# Help me buy a GPU within 4K INR budget



## SovonHalder (Jul 26, 2012)

My PC is about 4 years old. 2 months ago, due to my experiment, my Realtek sound chip of motherboard blasted. So I had to buy Asus Xonar DG (1.7K). I also bought a new Seasonic PSU(4.45K). So NOW my PC config goes like this . .

*PSU*: Seasonic S12(II) Bronze - 620W
*Motherboard*: Intel DG31PR
*Processor*: Intel Core2 Duo CPU E7400 @ 2.80GHz
*RAM*: Zion 2GB DDR2
*Display*: Samsung SyncMaster 743NX [Maximum resolution without GPU is 1280x1024x75 hertz]

I gave all the information I could collect myself. For more system information I ran myself a CPU-z test on my PC. The result is  *HERE*

I need to buy this GPU within 4K INR for *Gaming Purpose mainly*. But I play Blu-ray discs also. So I was thinking if there was a GPU(I don't know) that supports both Interests! whatever !!! A good gaming GPU would be fine for me.
By the way, I am little tensed about the size & required space of the GPU. I mean, I already have a sound card installed, so that didn't leave much space beside it.
Again my budget is 4K INR max.

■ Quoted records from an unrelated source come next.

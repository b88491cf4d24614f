//! Two-phase simplex solver over a dense tableau.
//!
//! The solver knows nothing about anchors: variables are any `Ord + Copy` handle and every
//! variable is implicitly non-negative. Constraints are stored once with
//! [`Simplex::set_constraints`] (which also runs phase 1); [`Simplex::solve_min`] and
//! [`Simplex::solve_max`] can then be called repeatedly with different objectives.
//!
//! Tableau layout: row 0 is the objective row, rows `1..=m` hold the constraints. Columns are
//! the structural variables, then one slack or surplus column per inequality, then one
//! artificial column per `=`/`>=` constraint, then the right-hand side.

use std::collections::BTreeMap;

use tracing::trace;

const EPSILON: f64 = 1e-7;
const FEASIBILITY_TOLERANCE: f64 = 1e-5;

#[derive(Debug, Clone, Copy, PartialEq, Eq, Hash)]
pub enum Ratio {
    LessOrEqual,
    Equal,
    MoreOrEqual,
}

/// `sum(coefficient * variable) <ratio> constant`.
#[derive(Debug, Clone, PartialEq)]
pub struct Constraint<V: Ord> {
    pub variables: BTreeMap<V, f64>,
    pub ratio: Ratio,
    pub constant: f64,
}

impl<V: Ord + Copy> Constraint<V> {
    pub fn new(ratio: Ratio, constant: f64) -> Self {
        Self {
            variables: BTreeMap::new(),
            ratio,
            constant,
        }
    }

    pub fn with(mut self, variable: V, coefficient: f64) -> Self {
        self.add(variable, coefficient);
        self
    }

    /// Adds to the coefficient of `variable`, dropping it when the sum cancels out.
    pub fn add(&mut self, variable: V, coefficient: f64) {
        let entry = self.variables.entry(variable).or_insert(0.0);
        *entry += coefficient;
        if *entry == 0.0 {
            self.variables.remove(&variable);
        }
    }

    /// Multiplies both sides by -1.
    pub fn invert(&mut self) {
        for c in self.variables.values_mut() {
            *c = -*c;
        }
        self.constant = -self.constant;
        self.ratio = match self.ratio {
            Ratio::LessOrEqual => Ratio::MoreOrEqual,
            Ratio::MoreOrEqual => Ratio::LessOrEqual,
            Ratio::Equal => Ratio::Equal,
        };
    }

    fn holds_for_zero(&self) -> bool {
        match self.ratio {
            Ratio::LessOrEqual => self.constant >= -EPSILON,
            Ratio::MoreOrEqual => self.constant <= EPSILON,
            Ratio::Equal => self.constant.abs() <= EPSILON,
        }
    }
}

#[derive(Debug, Clone, Copy, PartialEq, Eq, thiserror::Error)]
pub enum SimplexError {
    #[error("constraints have no feasible solution")]
    Infeasible,
    #[error("objective is unbounded")]
    Unbounded,
    #[error("pivot budget exhausted")]
    IterationLimit,
}

#[derive(Debug, Clone)]
pub struct Simplex<V: Ord> {
    variables: Vec<V>,
    columns_of: BTreeMap<V, usize>,
    /// Values pinned by single-variable equalities before the tableau was built.
    pinned: BTreeMap<V, f64>,
    rows: usize,
    columns: usize,
    artificial_start: usize,
    matrix: Vec<f64>,
    basis: Vec<usize>,
    objective: BTreeMap<V, f64>,
    results: BTreeMap<V, f64>,
    max_iterations: Option<usize>,
}

impl<V: Ord + Copy> Default for Simplex<V> {
    fn default() -> Self {
        Self::new()
    }
}

impl<V: Ord + Copy> Simplex<V> {
    pub fn new() -> Self {
        Self {
            variables: Vec::new(),
            columns_of: BTreeMap::new(),
            pinned: BTreeMap::new(),
            rows: 0,
            columns: 1,
            artificial_start: 0,
            matrix: vec![0.0],
            basis: vec![0],
            objective: BTreeMap::new(),
            results: BTreeMap::new(),
            max_iterations: None,
        }
    }

    pub fn with_max_iterations(mut self, limit: Option<usize>) -> Self {
        self.max_iterations = limit;
        self
    }

    /// Stores `constraints` and drives the tableau to a feasible basis.
    pub fn set_constraints(&mut self, constraints: &[Constraint<V>]) -> Result<(), SimplexError> {
        let mut constraints = constraints.to_vec();
        self.pinned = pin_fixed_variables(&mut constraints)?;

        let mut columns_of: BTreeMap<V, usize> = BTreeMap::new();
        for c in &constraints {
            for &v in c.variables.keys() {
                columns_of.insert(v, 0);
            }
        }
        self.variables = columns_of.keys().copied().collect();
        for (i, column) in columns_of.values_mut().enumerate() {
            *column = i;
        }
        self.columns_of = columns_of;

        for c in &mut constraints {
            if c.constant < 0.0 {
                c.invert();
            }
        }

        let n = self.variables.len();
        let slacks = constraints
            .iter()
            .filter(|c| c.ratio != Ratio::Equal)
            .count();
        let artificials = constraints
            .iter()
            .filter(|c| c.ratio != Ratio::LessOrEqual)
            .count();

        self.rows = constraints.len();
        self.artificial_start = n + slacks;
        self.columns = n + slacks + artificials + 1;
        self.matrix = vec![0.0; (self.rows + 1) * self.columns];
        self.basis = vec![0; self.rows + 1];

        let rhs = self.columns - 1;
        let mut next_slack = n;
        let mut next_artificial = self.artificial_start;
        for (i, c) in constraints.iter().enumerate() {
            let row = i + 1;
            for (v, &coefficient) in &c.variables {
                let column = self.columns_of[v];
                self.set(row, column, coefficient);
            }
            self.set(row, rhs, c.constant);
            match c.ratio {
                Ratio::LessOrEqual => {
                    self.set(row, next_slack, 1.0);
                    self.basis[row] = next_slack;
                    next_slack += 1;
                }
                Ratio::MoreOrEqual => {
                    self.set(row, next_slack, -1.0);
                    next_slack += 1;
                    self.set(row, next_artificial, 1.0);
                    self.basis[row] = next_artificial;
                    next_artificial += 1;
                }
                Ratio::Equal => {
                    self.set(row, next_artificial, 1.0);
                    self.basis[row] = next_artificial;
                    next_artificial += 1;
                }
            }
        }

        if artificials > 0 {
            self.phase_one()?;
        }
        Ok(())
    }

    pub fn set_objective<I>(&mut self, objective: I)
    where
        I: IntoIterator<Item = (V, f64)>,
    {
        self.objective.clear();
        for (v, c) in objective {
            *self.objective.entry(v).or_insert(0.0) += c;
        }
    }

    pub fn solve_min(&mut self) -> Result<f64, SimplexError> {
        self.solve(false)
    }

    pub fn solve_max(&mut self) -> Result<f64, SimplexError> {
        self.solve(true)
    }

    /// Value of `variable` in the last solution; zero when it took no part in the problem.
    pub fn value(&self, variable: V) -> f64 {
        self.results.get(&variable).copied().unwrap_or(0.0)
    }

    pub fn results(&self) -> &BTreeMap<V, f64> {
        &self.results
    }

    fn at(&self, row: usize, column: usize) -> f64 {
        self.matrix[row * self.columns + column]
    }

    fn set(&mut self, row: usize, column: usize, value: f64) {
        self.matrix[row * self.columns + column] = value;
    }

    fn rhs(&self, row: usize) -> f64 {
        self.at(row, self.columns - 1)
    }

    fn iteration_limit(&self) -> usize {
        self.max_iterations
            .unwrap_or_else(|| ((self.rows + 1) * self.columns).max(16) * 4)
    }

    /// Maximizes `-sum(artificials)`; a feasible system reaches zero.
    fn phase_one(&mut self) -> Result<(), SimplexError> {
        self.matrix[..self.columns].fill(0.0);
        for column in self.artificial_start..self.columns - 1 {
            self.set(0, column, 1.0);
        }
        for row in 1..=self.rows {
            if self.basis[row] >= self.artificial_start {
                self.subtract_row(0, row, 1.0);
            }
        }

        match self.iterate(self.columns - 1) {
            Ok(()) => {}
            Err(SimplexError::Unbounded) => return Err(SimplexError::Infeasible),
            Err(e) => return Err(e),
        }

        if self.rhs(0).abs() > FEASIBILITY_TOLERANCE {
            return Err(SimplexError::Infeasible);
        }

        // Artificials still in the basis sit at zero: pivot them out, or blank the row when
        // it is a linear combination of the others.
        for row in 1..=self.rows {
            if self.basis[row] < self.artificial_start {
                continue;
            }
            let column = (0..self.artificial_start).find(|&c| self.at(row, c).abs() > EPSILON);
            match column {
                Some(column) => self.pivot(row, column),
                None => {
                    let start = row * self.columns;
                    self.matrix[start..start + self.columns].fill(0.0);
                }
            }
        }
        Ok(())
    }

    fn solve(&mut self, maximize: bool) -> Result<f64, SimplexError> {
        let mut constant = 0.0;
        self.matrix[..self.columns].fill(0.0);
        for (v, &c) in &self.objective {
            if let Some(&value) = self.pinned.get(v) {
                constant += c * value;
                continue;
            }
            match self.columns_of.get(v) {
                Some(&column) => {
                    // Row 0 starts the matrix; indexing the field keeps the objective borrow.
                    self.matrix[column] = if maximize { -c } else { c };
                }
                // Free of constraints: zero is optimal unless the objective rewards growth.
                None if (maximize && c > EPSILON) || (!maximize && c < -EPSILON) => {
                    return Err(SimplexError::Unbounded);
                }
                None => {}
            }
        }

        for row in 1..=self.rows {
            let basic = self.basis[row];
            let factor = self.at(0, basic);
            if basic < self.artificial_start && factor != 0.0 {
                self.subtract_row(0, row, factor);
            }
        }

        self.iterate(self.artificial_start)?;

        self.results.clear();
        for &v in &self.variables {
            self.results.insert(v, 0.0);
        }
        for row in 1..=self.rows {
            let basic = self.basis[row];
            if basic < self.variables.len() {
                self.results.insert(self.variables[basic], self.rhs(row));
            }
        }
        for (&v, &value) in &self.pinned {
            self.results.insert(v, value);
        }

        let z = self.rhs(0);
        Ok(if maximize { z + constant } else { -z + constant })
    }

    /// Pivots until no column below `column_limit` has a negative reduced cost.
    fn iterate(&mut self, column_limit: usize) -> Result<(), SimplexError> {
        let limit = self.iteration_limit();
        let bland_after = limit / 2;
        for iteration in 0..limit {
            let bland = iteration >= bland_after;
            let Some(column) = self.entering_column(column_limit, bland) else {
                trace!(target: "anchorage::simplex", iterations = iteration, "optimal");
                return Ok(());
            };
            let Some(row) = self.leaving_row(column, bland) else {
                return Err(SimplexError::Unbounded);
            };
            self.pivot(row, column);
        }
        Err(SimplexError::IterationLimit)
    }

    /// Most negative reduced cost, lowest column on ties. Under Bland's rule, the first
    /// negative one.
    fn entering_column(&self, column_limit: usize, bland: bool) -> Option<usize> {
        let mut best: Option<(usize, f64)> = None;
        for column in 0..column_limit {
            let cost = self.at(0, column);
            if cost >= -EPSILON {
                continue;
            }
            if bland {
                return Some(column);
            }
            if best.is_none_or(|(_, b)| cost < b) {
                best = Some((column, cost));
            }
        }
        best.map(|(column, _)| column)
    }

    /// Minimum ratio test, lowest row on ties (lowest basic column under Bland's rule).
    fn leaving_row(&self, column: usize, bland: bool) -> Option<usize> {
        let mut best: Option<(usize, f64)> = None;
        for row in 1..=self.rows {
            let a = self.at(row, column);
            if a <= EPSILON {
                continue;
            }
            let ratio = self.rhs(row) / a;
            let better = match best {
                None => true,
                Some((current, b)) => {
                    ratio < b - EPSILON
                        || (bland && ratio <= b + EPSILON && self.basis[row] < self.basis[current])
                }
            };
            if better {
                best = Some((row, ratio));
            }
        }
        best.map(|(row, _)| row)
    }

    fn pivot(&mut self, row: usize, column: usize) {
        let p = self.at(row, column);
        let start = row * self.columns;
        for value in &mut self.matrix[start..start + self.columns] {
            *value /= p;
        }
        for other in 0..=self.rows {
            if other == row {
                continue;
            }
            let factor = self.at(other, column);
            if factor != 0.0 {
                self.subtract_row(other, row, factor);
            }
        }
        self.basis[row] = column;
    }

    /// `target -= factor * source`.
    fn subtract_row(&mut self, target: usize, source: usize, factor: f64) {
        let columns = self.columns;
        for column in 0..columns {
            let s = self.matrix[source * columns + column];
            if s != 0.0 {
                self.matrix[target * columns + column] -= factor * s;
            }
        }
    }
}

/// Substitutes `var == K` constraints into the rest of the system.
fn pin_fixed_variables<V: Ord + Copy>(
    constraints: &mut Vec<Constraint<V>>,
) -> Result<BTreeMap<V, f64>, SimplexError> {
    let mut pinned: BTreeMap<V, f64> = BTreeMap::new();
    loop {
        let found = constraints.iter().position(|c| {
            c.ratio == Ratio::Equal
                && c.variables.len() == 1
                && c.variables.values().all(|k| k.abs() > EPSILON)
        });
        let Some(index) = found else {
            break;
        };
        let c = constraints.remove(index);
        let Some((&v, &coefficient)) = c.variables.iter().next() else {
            continue;
        };
        let value = c.constant / coefficient;
        if value < -EPSILON {
            return Err(SimplexError::Infeasible);
        }
        let value = value.max(0.0);
        if let Some(&previous) = pinned.get(&v) {
            if (previous - value).abs() > FEASIBILITY_TOLERANCE {
                return Err(SimplexError::Infeasible);
            }
            continue;
        }
        pinned.insert(v, value);
        for other in constraints.iter_mut() {
            if let Some(k) = other.variables.remove(&v) {
                other.constant -= k * value;
            }
        }
    }

    let mut kept = Vec::with_capacity(constraints.len());
    for c in constraints.drain(..) {
        if !c.variables.is_empty() {
            kept.push(c);
        } else if !c.holds_for_zero() {
            return Err(SimplexError::Infeasible);
        }
    }
    *constraints = kept;
    Ok(pinned)
}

Please suggest be the best within this price.

Regards . .


----------



## ico (Jul 26, 2012)

I'd suggest if you could spend a bit more around 5.3K~ and pick up HD 6670 GDDR5. That one is worth it.

Around 4K, your only options are HD 5670 or HD 6570 GDDR5.


----------



## topgear (Jul 26, 2012)

at 4k OP can get a HD6570 DDR3 1GB - GDDR5 variant is expensive and rare.


----------



## SovonHalder (Aug 4, 2012)

Okay . .I googled myself a little & found that there is no other GPU better than HD 6670 1G DDR5 within that price. <b>THANKS TO YOU GUYS . .</b>
Just saying . .correct me if I'm wrong! According to performance & quality I've grouped   GTX 550 Ti>HD 6770>GTS 450>HD 6670>HD 6570>HD 5670 . .
Now, GTS 450 is unavailable in the market. In Chadni Chowk, I can only find HD 6670 by <b>Sapphire</b> but I've checked the "GPU best buy within budget" here. And there, a <b>MSI</b> board of HD 6670 is mentioned which has two cooling fans. But I can't find this MSI board in local market.

I think HD 6670(which you guys recommended) will be my FINAL choice . .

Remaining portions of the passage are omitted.